Yusef Hernández Delgado, conservation technician of the institution, which is located on Contreras Street, in the city of rivers and bridges, explained that the pieces of carved wood have the practical purpose of supporting the neck to avoid damaging hairstyles.
According to the blog Art of Antiquity with address https://rohuelatamaral.blogspot.com, also known as “headrest” emerged to protect the artistic hairstyles of women and men during the act of sleeping, are considered the headquarters of dreams assumed as prophecies that foresee important events.
The hair for the natives of the continent cradle of humanity has great spiritual significance. For many tribes of that region the soul is in the head, because they strive in their care and beautification.
The hairstyles in the African culture not only have aesthetic value, but also symbolic, can express information about social rank, marital status and age; the aspect is also associated with dignity, identity and status in accordance with the figure itself.
With a height ranging between 15 and 20 centimeters, the “headrest” are usually artistic sculpted figures, with a design mediated by the range and culture to which the owner belongs.
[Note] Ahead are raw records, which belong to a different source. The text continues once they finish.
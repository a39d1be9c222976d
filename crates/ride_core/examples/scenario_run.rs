//! Seed the demo fleet, run a scripted session on a simulated clock and
//! print every booking.
//!
//! Run with: cargo run -p ride_core --example scenario_run

use std::sync::Arc;

use ride_core::clock::ManualClock;
use ride_core::scenario::{run_scripted_rides, seed_demo, ScenarioParams};
use ride_core::{RideConfig, RideService};

fn main() {
    const RIDES: usize = 20;
    const SEED: u64 = 123;

    let clock = Arc::new(ManualClock::default());
    let service = RideService::builder(RideConfig::default())
        .seed(SEED)
        .clock(clock.clone())
        .build()
        .expect("default config is valid");
    seed_demo(&service).expect("demo data");

    let params = ScenarioParams::default()
        .with_rides(RIDES)
        .with_seed(SEED)
        .with_promo_code("SAVE20")
        .with_hold_active(2);
    let outcome = run_scripted_rides(&service, &params, Some(clock.as_ref()));

    println!("--- Scenario run ({} rides, seed {}) ---", RIDES, SEED);
    println!(
        "Matched: {}  Unmatched: {}  Completed: {}  Cancelled: {}  Still active: {}",
        outcome.matched, outcome.unmatched, outcome.completed, outcome.cancelled, outcome.held_active
    );
    println!(
        "Fares collected: {:.2}  Cancellation fees: {:.2}",
        outcome.fares_total, outcome.cancellation_fees_total
    );

    println!("\nDrivers:");
    for driver in service.list_drivers() {
        println!("  {driver}");
    }

    println!("\nBookings:");
    for booking in service.all_bookings() {
        println!("  {}", booking.summary());
    }
}
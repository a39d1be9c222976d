pub mod algorithm;
pub mod first_available;
pub mod simulated;
pub mod types;

use serde::{Deserialize, Serialize};

pub use algorithm::MatchingAlgorithm;
pub use first_available::FirstAvailableMatching;
pub use simulated::SimulatedDistanceMatching;
pub use types::{MatchCandidate, MatchingConfig};

/// Which matching algorithm a service is built with.
#[derive(Debug, Clone, Copy, Default, PartialEq, Eq, Serialize, Deserialize)]
#[serde(rename_all = "snake_case")]
pub enum MatchingAlgorithmKind {
    #[default]
    SimulatedDistance,
    FirstAvailable,
}

impl MatchingAlgorithmKind {
    pub fn build(self, config: MatchingConfig) -> Box<dyn MatchingAlgorithm> {
        match self {
            MatchingAlgorithmKind::SimulatedDistance => {
                Box::new(SimulatedDistanceMatching::new(config))
            }
            MatchingAlgorithmKind::FirstAvailable => Box::new(FirstAvailableMatching),
        }
    }
}
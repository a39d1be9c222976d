//! Driver registry: owns every driver record and hands out driver ids.

use std::sync::{PoisonError, RwLock, RwLockReadGuard, RwLockWriteGuard};

use crate::error::{Entity, RideError, RideResult};
use crate::model::{CarCategory, Driver, DriverId, RatingAccumulator, Vehicle};

/// Drivers in registration order plus the id counter, guarded together so
/// id assignment and insertion are one step.
#[derive(Debug)]
pub(crate) struct DriverTable {
    drivers: Vec<Driver>,
    next_id: u32,
}

impl Default for DriverTable {
    fn default() -> Self {
        Self {
            drivers: Vec::new(),
            next_id: 1,
        }
    }
}

impl DriverTable {
    pub(crate) fn drivers(&self) -> &[Driver] {
        &self.drivers
    }

    pub(crate) fn get(&self, id: DriverId) -> Option<&Driver> {
        self.drivers.iter().find(|d| d.id == id)
    }

    pub(crate) fn get_mut(&mut self, id: DriverId) -> Option<&mut Driver> {
        self.drivers.iter_mut().find(|d| d.id == id)
    }
}

#[derive(Debug, Default)]
pub struct DriverRegistry {
    table: RwLock<DriverTable>,
}

impl DriverRegistry {
    pub(crate) fn read(&self) -> RwLockReadGuard<'_, DriverTable> {
        self.table.read().unwrap_or_else(PoisonError::into_inner)
    }

    pub(crate) fn write(&self) -> RwLockWriteGuard<'_, DriverTable> {
        self.table.write().unwrap_or_else(PoisonError::into_inner)
    }

    pub fn register(
        &self,
        name: impl Into<String>,
        model: impl Into<String>,
        plate: impl Into<String>,
        category: CarCategory,
    ) -> Driver {
        let mut table = self.write();
        let id = DriverId(table.next_id);
        table.next_id += 1;
        let driver = Driver {
            id,
            name: name.into(),
            vehicle: Vehicle {
                model: model.into(),
                plate: plate.into(),
                category,
            },
            available: true,
            rating: RatingAccumulator::default(),
        };
        table.drivers.push(driver.clone());
        driver
    }

    /// Remove an idle driver. Busy drivers stay put until their booking ends.
    pub fn remove(&self, id: DriverId) -> RideResult<Driver> {
        let mut table = self.write();
        let index = table
            .drivers
            .iter()
            .position(|d| d.id == id)
            .ok_or(RideError::NotFound(Entity::Driver(id)))?;
        if !table.drivers[index].available {
            return Err(RideError::Conflict { driver: id });
        }
        Ok(table.drivers.remove(index))
    }

    pub fn find(&self, id: DriverId) -> Option<Driver> {
        self.read().get(id).cloned()
    }

    pub fn list(&self) -> Vec<Driver> {
        self.read().drivers.clone()
    }

    pub fn available(&self) -> Vec<Driver> {
        self.read()
            .drivers
            .iter()
            .filter(|d| d.available)
            .cloned()
            .collect()
    }

    pub fn len(&self) -> usize {
        self.read().drivers.len()
    }

    pub fn is_empty(&self) -> bool {
        self.len() == 0
    }

    pub fn set_availability(&self, id: DriverId, available: bool) -> RideResult<()> {
        let mut table = self.write();
        let driver = table
            .get_mut(id)
            .ok_or(RideError::NotFound(Entity::Driver(id)))?;
        driver.available = available;
        Ok(())
    }

    /// Record a 1..=5 star rating and return the updated accumulator.
    pub fn add_rating(&self, id: DriverId, stars: u8) -> RideResult<RatingAccumulator> {
        if !(1..=5).contains(&stars) {
            return Err(RideError::InvalidInput(format!(
                "rating must be between 1 and 5, got {stars}"
            )));
        }
        let mut table = self.write();
        let driver = table
            .get_mut(id)
            .ok_or(RideError::NotFound(Entity::Driver(id)))?;
        driver.rating.record(stars);
        Ok(driver.rating)
    }
}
In the case of one of those exhibited in the aforementioned museum, the use of beads to adorn the carved human effigies can be seen.
Good state of preservation distinguishes the objects that in the number 28 007 of Contreras street show people who embrace or shake their hands, as if to join forces and better resist the weight of dreamers and dreams.
Very close to the “headrest” are also masks, drums and statuettes that make up a valuable collection donated by Lorenzo Padilla, a Cuban artist living in France who has become a benefactor of the institution.
Ancient ethnic groups such as Yoruba, Punu, Yaka, Kuba, Bamileke and Fang are represented in objects used in countries such as Nigeria, Cameroon, Angola, Liberia and Mozambique, now sheltered in the so-called Athens of Cuba.
At the end of the tour, for the visitor who recognizes the cultural value of what was legitimized useful with everyday use, it is inevitable not to be curious to know who reclined in the capricious statuettes on which, in the Museum of Art of Matanzas, now heads do not rest, but history and many looks.